EXERCISE AIM: What is needed is a faithful copy of all the records.

DATA SHOWN:
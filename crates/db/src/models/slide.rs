//! Slide entity model and DTOs.

use carousel_core::types::{DbId, Timestamp};
use serde::{Deserialize, Serialize};
use sqlx::FromRow;

/// A row from the `slides` table.
#[derive(Debug, Clone, FromRow, Serialize, Deserialize)]
pub struct Slide {
    pub id: DbId,
    pub project_id: DbId,
    pub slide_number: i32,
    pub title: Option<String>,
    pub content: String,
    /// Always derived from `content` on write.
    pub char_count: i32,
    pub tone: Option<String>,
    pub revision: i64,
    pub created_at: Timestamp,
    pub updated_at: Timestamp,
}

/// DTO for creating a slide. `project_id` comes from the URL path.
#[derive(Debug, Clone, Deserialize)]
pub struct CreateSlide {
    pub slide_number: i32,
    #[serde(default)]
    pub content: String,
    pub title: Option<String>,
    pub tone: Option<String>,
}

/// DTO for the auto-save path. All fields are optional.
#[derive(Debug, Clone, Default, Deserialize)]
pub struct UpdateSlide {
    pub content: Option<String>,
    pub title: Option<String>,
    /// `Some("")` clears the tone; `None` leaves it unchanged.
    pub tone: Option<String>,
    /// Save sequence number. When present the write only applies if it is
    /// newer than the stored revision.
    pub revision: Option<i64>,
}

/// Result of a revision-guarded slide update.
#[derive(Debug)]
pub enum SlideUpdate {
    Updated(Slide),
    /// The stored revision is at least as new as the incoming one.
    Stale,
    NotFound,
}
//! Handlers for the `/documents` resource (source material for carousels).

use axum::extract::{Path, State};
use axum::http::StatusCode;
use axum::Json;
use carousel_core::error::CoreError;
use carousel_core::types::DbId;
use carousel_db::models::document::{CreateDocument, Document, UpdateDocument};
use carousel_db::repositories::DocumentRepo;

use crate::error::{AppError, AppResult};
use crate::middleware::auth::AuthUser;
use crate::state::AppState;

/// POST /api/v1/documents
pub async fn create(
    State(state): State<AppState>,
    auth: AuthUser,
    Json(input): Json<CreateDocument>,
) -> AppResult<(StatusCode, Json<Document>)> {
    if input.title.trim().is_empty() {
        return Err(AppError::Core(CoreError::Validation(
            "Document title must not be empty".into(),
        )));
    }
    let document = DocumentRepo::create(&state.pool, auth.user_id, &input).await?;
    Ok((StatusCode::CREATED, Json(document)))
}

/// GET /api/v1/documents
pub async fn list(State(state): State<AppState>, auth: AuthUser) -> AppResult<Json<Vec<Document>>> {
    Ok(Json(
        DocumentRepo::list_for_user(&state.pool, auth.user_id).await?,
    ))
}

/// GET /api/v1/documents/{id}
pub async fn get_by_id(
    State(state): State<AppState>,
    auth: AuthUser,
    Path(id): Path<DbId>,
) -> AppResult<Json<Document>> {
    let document = DocumentRepo::find_owned(&state.pool, id, auth.user_id)
        .await?
        .ok_or(AppError::not_found("Document", id))?;
    Ok(Json(document))
}

/// PUT /api/v1/documents/{id}
pub async fn update(
    State(state): State<AppState>,
    auth: AuthUser,
    Path(id): Path<DbId>,
    Json(input): Json<UpdateDocument>,
) -> AppResult<Json<Document>> {
    let document = DocumentRepo::update(&state.pool, id, auth.user_id, &input)
        .await?
        .ok_or(AppError::not_found("Document", id))?;
    Ok(Json(document))
}

/// DELETE /api/v1/documents/{id}
///
/// Projects referencing the document keep existing with `document_id` cleared.
pub async fn delete(
    State(state): State<AppState>,
    auth: AuthUser,
    Path(id): Path<DbId>,
) -> AppResult<StatusCode> {
    if DocumentRepo::delete(&state.pool, id, auth.user_id).await? {
        Ok(StatusCode::NO_CONTENT)
    } else {
        Err(AppError::not_found("Document", id))
    }
}
//! Domain logic for the carousel editor.
//!
//! Everything in this crate is synchronous and free of I/O so it can be
//! shared by the HTTP server and the editor driver.

pub mod editor;
pub mod error;
pub mod formatter;
pub mod readability;
pub mod save;
pub mod slide;
pub mod suggestion;
pub mod text;
pub mod types;
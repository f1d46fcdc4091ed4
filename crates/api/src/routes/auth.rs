//! Route definitions for the `/auth` resource.

use axum::routing::post;
use axum::Router;

use crate::handlers::auth;
use crate::state::AppState;

/// Routes mounted at `/auth`.
///
/// ```text
/// POST /register -> register   (public)
/// POST /login    -> login      (public)
/// POST /refresh  -> refresh    (public)
/// POST /logout   -> logout
/// ```
pub fn router() -> Router<AppState> {
    Router::new()
        .route("/register", post(auth::register))
        .route("/login", post(auth::login))
        .route("/refresh", post(auth::refresh))
        .route("/logout", post(auth::logout))
}
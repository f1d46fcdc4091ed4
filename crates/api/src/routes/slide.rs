use axum::routing::put;
use axum::Router;

use crate::handlers::slide;
use crate::state::AppState;

/// Routes mounted at `/slides`.
///
/// ```text
/// PUT    /{id} -> update (auto-save)
/// DELETE /{id} -> delete
/// ```
pub fn router() -> Router<AppState> {
    Router::new().route("/{id}", put(slide::update).delete(slide::delete))
}
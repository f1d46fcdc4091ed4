use axum::routing::post;
use axum::Router;

use crate::handlers::editor;
use crate::state::AppState;

/// Routes mounted at `/editor`.
///
/// ```text
/// POST /format            -> format
/// POST /suggestions/apply -> apply_style_suggestion
/// POST /analyze           -> analyze
/// ```
pub fn router() -> Router<AppState> {
    Router::new()
        .route("/format", post(editor::format))
        .route("/suggestions/apply", post(editor::apply_style_suggestion))
        .route("/analyze", post(editor::analyze))
}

COMPLETED TASK:
filename crates/db/src/models/slide.rs
//! Slide entity model and DTOs.

use carousel_core::types::{DbId, Timestamp};
use serde::{Deserialize, Serialize};
use sqlx::FromRow;

/// A row from the `slides` table.
#[derive(Debug, Clone, FromRow, Serialize, Deserialize)]
pub struct Slide {
    pub id: DbId,
    pub project_id: DbId,
    pub slide_number: i32,
    pub title: Option<String>,
    pub content: String,
    /// Always derived from `content` on write.
    pub char_count: i32,
    pub tone: Option<String>,
    pub revision: i64,
    pub created_at: Timestamp,
    pub updated_at: Timestamp,
}

/// DTO for creating a slide. `project_id` comes from the URL path.
#[derive(Debug, Clone, Deserialize)]
pub struct CreateSlide {
    pub slide_number: i32,
    #[serde(default)]
    pub content: String,
    pub title: Option<String>,
    pub tone: Option<String>,
}

/// DTO for the auto-save path. All fields are optional.
#[derive(Debug, Clone, Default, Deserialize)]
pub struct UpdateSlide {
    pub content: Option<String>,
    pub title: Option<String>,
    /// `Some("")` clears the tone; `None` leaves it unchanged.
    pub tone: Option<String>,
    /// Save sequence number. When present the write only applies if it is
    /// newer than the stored revision.
    pub revision: Option<i64>,
}

/// Result of a revision-guarded slide update.
#[derive(Debug)]
pub enum SlideUpdate {
    Updated(Slide),
    /// The stored revision is at least as new as the incoming one.
    Stale,
    NotFound,
}
//! Handlers for the `/documents` resource (source material for carousels).

use axum::extract::{Path, State};
use axum::http::StatusCode;
use axum::Json;
use carousel_core::error::CoreError;
use carousel_core::types::DbId;
use carousel_db::models::document::{CreateDocument, Document, UpdateDocument};
use carousel_db::repositories::DocumentRepo;

use crate::error::{AppError, AppResult};
use crate::middleware::auth::AuthUser;
use crate::state::AppState;

/// POST /api/v1/documents
pub async fn create(
    State(state): State<AppState>,
    auth: AuthUser,
    Json(input): Json<CreateDocument>,
) -> AppResult<(StatusCode, Json<Document>)> {
    if input.title.trim().is_empty() {
        return Err(AppError::Core(CoreError::Validation(
            "Document title must not be empty".into(),
        )));
    }
    let document = DocumentRepo::create(&state.pool, auth.user_id, &input).await?;
    Ok((StatusCode::CREATED, Json(document)))
}

/// GET /api/v1/documents
pub async fn list(State(state): State<AppState>, auth: AuthUser) -> AppResult<Json<Vec<Document>>> {
    Ok(Json(
        DocumentRepo::list_for_user(&state.pool, auth.user_id).await?,
    ))
}

/// GET /api/v1/documents/{id}
pub async fn get_by_id(
    State(state): State<AppState>,
    auth: AuthUser,
    Path(id): Path<DbId>,
) -> AppResult<Json<Document>> {
    let document = DocumentRepo::find_owned(&state.pool, id, auth.user_id)
        .await?
        .ok_or(AppError::not_found("Document", id))?;
    Ok(Json(document))
}

/// PUT /api/v1/documents/{id}
pub async fn update(
    State(state): State<AppState>,
    auth: AuthUser,
    Path(id): Path<DbId>,
    Json(input): Json<UpdateDocument>,
) -> AppResult<Json<Document>> {
    let document = DocumentRepo::update(&state.pool, id, auth.user_id, &input)
        .await?
        .ok_or(AppError::not_found("Document", id))?;
    Ok(Json(document))
}

/// DELETE /api/v1/documents/{id}
///
/// Projects referencing the document keep existing with `document_id` cleared.
pub async fn delete(
    State(state): State<AppState>,
    auth: AuthUser,
    Path(id): Path<DbId>,
) -> AppResult<StatusCode> {
    if DocumentRepo::delete(&state.pool, id, auth.user_id).await? {
        Ok(StatusCode::NO_CONTENT)
    } else {
        Err(AppError::not_found("Document", id))
    }
}
//! Domain logic for the carousel editor.
//!
//! Everything in this crate is synchronous and free of I/O so it can be
//! shared by the HTTP server and the editor driver.

pub mod editor;
pub mod error;
pub mod formatter;
pub mod readability;
pub mod save;
pub mod slide;
pub mod suggestion;
pub mod text;
pub mod types;
repository f1d46fcdc4091ed4
filename crates/api/src/routes/auth.rs
//! Route definitions for the `/auth` resource.

use axum::routing::post;
use axum::Router;

use crate::handlers::auth;
use crate::state::AppState;

/// Routes mounted at `/auth`.
///
/// ```text
/// POST /register -> register   (public)
/// POST /login    -> login      (public)
/// POST /refresh  -> refresh    (public)
/// POST /logout   -> logout
/// ```
pub fn router() -> Router<AppState> {
    Router::new()
        .route("/register", post(auth::register))
        .route("/login", post(auth::login))
        .route("/refresh", post(auth::refresh))
        .route("/logout", post(auth::logout))
}
repository f1d46fcdc4091ed4
filename crates/api/src/routes/slide.rs
use axum::routing::put;
use axum::Router;

use crate::handlers::slide;
use crate::state::AppState;

/// Routes mounted at `/slides`.
///
/// ```text
/// PUT    /{id} -> update (auto-save)
/// DELETE /{id} -> delete
/// ```
pub fn router() -> Router<AppState> {
    Router::new().route("/{id}", put(slide::update).delete(slide::delete))
}
repository f1d46fcdc4091ed4
use axum::routing::post;
use axum::Router;

use crate::handlers::editor;
use crate::state::AppState;

/// Routes mounted at `/editor`.
///
/// ```text
/// POST /format            -> format
/// POST /suggestions/apply -> apply_style_suggestion
/// POST /analyze           -> analyze
/// ```
pub fn router() -> Router<AppState> {
    Router::new()
        .route("/format", post(editor::format))
        .route("/suggestions/apply", post(editor::apply_style_suggestion))
        .route("/analyze", post(editor::analyze))
}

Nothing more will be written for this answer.